#### Your instructions
From the first line to the last, copy the data below word for word.

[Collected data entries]
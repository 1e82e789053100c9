use super::check::Check;
use super::finding::CheckCategory;
use educe::Educe;
use std::collections::{BTreeSet, HashSet};
use std::sync::Arc;
use thiserror::Error;

#[derive(Error, Debug)]
pub enum RegistryError {
    #[error("Check `{id}` is already registered.")]
    DuplicateCheckId { id: String },
}

/// Ordered collection of checks. Registration order is load-bearing: it is
/// the canonical order of a report's findings, so output stays comparable
/// across runs. The registry is an explicit value built once at a
/// composition root and passed by reference into the runner; there is no
/// process-wide mutable state.
#[derive(Educe, Default)]
#[educe(Debug)]
pub struct CheckRegistry {
    #[educe(Debug(ignore))]
    checks: Vec<Arc<dyn Check>>,
    ids: HashSet<&'static str>,
}

#[derive(Debug, Default, Clone)]
pub struct SelectFilter {
    /// When set, only checks in these categories are selected.
    pub categories: Option<BTreeSet<CheckCategory>>,
    /// Whether Docker-requiring checks may be selected.
    pub docker_available: bool,
}

impl CheckRegistry {
    pub fn new() -> Self {
        Self::default()
    }

    /// Re-registering an id is a programming error in the composition root,
    /// rejected so it cannot silently shadow an existing check.
    pub fn register(&mut self, check: Arc<dyn Check>) -> Result<(), RegistryError> {
        if !self.ids.insert(check.id()) {
            return Err(RegistryError::DuplicateCheckId {
                id: check.id().to_string(),
            });
        }
        self.checks.push(check);
        Ok(())
    }

    /// Checks matching the filter, in registration order.
    pub fn select(&self, filter: &SelectFilter) -> Vec<Arc<dyn Check>> {
        self.checks
            .iter()
            .filter(|check| match &filter.categories {
                Some(categories) => categories.contains(&check.category()),
                None => true,
            })
            .filter(|check| !check.requires_docker() || filter.docker_available)
            .cloned()
            .collect()
    }

    pub fn len(&self) -> usize {
        self.checks.len()
    }

    pub fn is_empty(&self) -> bool {
        self.checks.is_empty()
    }
}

#### Exercise solution
repository 1e82e789053100c9
use super::check::Check;
use super::finding::CheckCategory;
use educe::Educe;
use std::collections::{BTreeSet, HashSet};
use std::sync::Arc;
use thiserror::Error;

#[derive(Error, Debug)]
pub enum RegistryError {
    #[error("Check `{id}` is already registered.")]
    DuplicateCheckId { id: String },
}

/// Ordered collection of checks. Registration order is load-bearing: it is
/// the canonical order of a report's findings, so output stays comparable
/// across runs. The registry is an explicit value built once at a
/// composition root and passed by reference into the runner; there is no
/// process-wide mutable state.
#[derive(Educe, Default)]
#[educe(Debug)]
pub struct CheckRegistry {
    #[educe(Debug(ignore))]
    checks: Vec<Arc<dyn Check>>,
    ids: HashSet<&'static str>,
}

#[derive(Debug, Default, Clone)]
pub struct SelectFilter {
    /// When set, only checks in these categories are selected.
    pub categories: Option<BTreeSet<CheckCategory>>,
    /// Whether Docker-requiring checks may be selected.
    pub docker_available: bool,
}

impl CheckRegistry {
    pub fn new() -> Self {
        Self::default()
    }

    /// Re-registering an id is a programming error in the composition root,
    /// rejected so it cannot silently shadow an existing check.
    pub fn register(&mut self, check: Arc<dyn Check>) -> Result<(), RegistryError> {
        if !self.ids.insert(check.id()) {
            return Err(RegistryError::DuplicateCheckId {
                id: check.id().to_string(),
            });
        }
        self.checks.push(check);
        Ok(())
    }

    /// Checks matching the filter, in registration order.
    pub fn select(&self, filter: &SelectFilter) -> Vec<Arc<dyn Check>> {
        self.checks
            .iter()
            .filter(|check| match &filter.categories {
                Some(categories) => categories.contains(&check.category()),
                None => true,
            })
            .filter(|check| !check.requires_docker() || filter.docker_available)
            .cloned()
            .collect()
    }

    pub fn len(&self) -> usize {
        self.checks.len()
    }

    pub fn is_empty(&self) -> bool {
        self.checks.is_empty()
    }
}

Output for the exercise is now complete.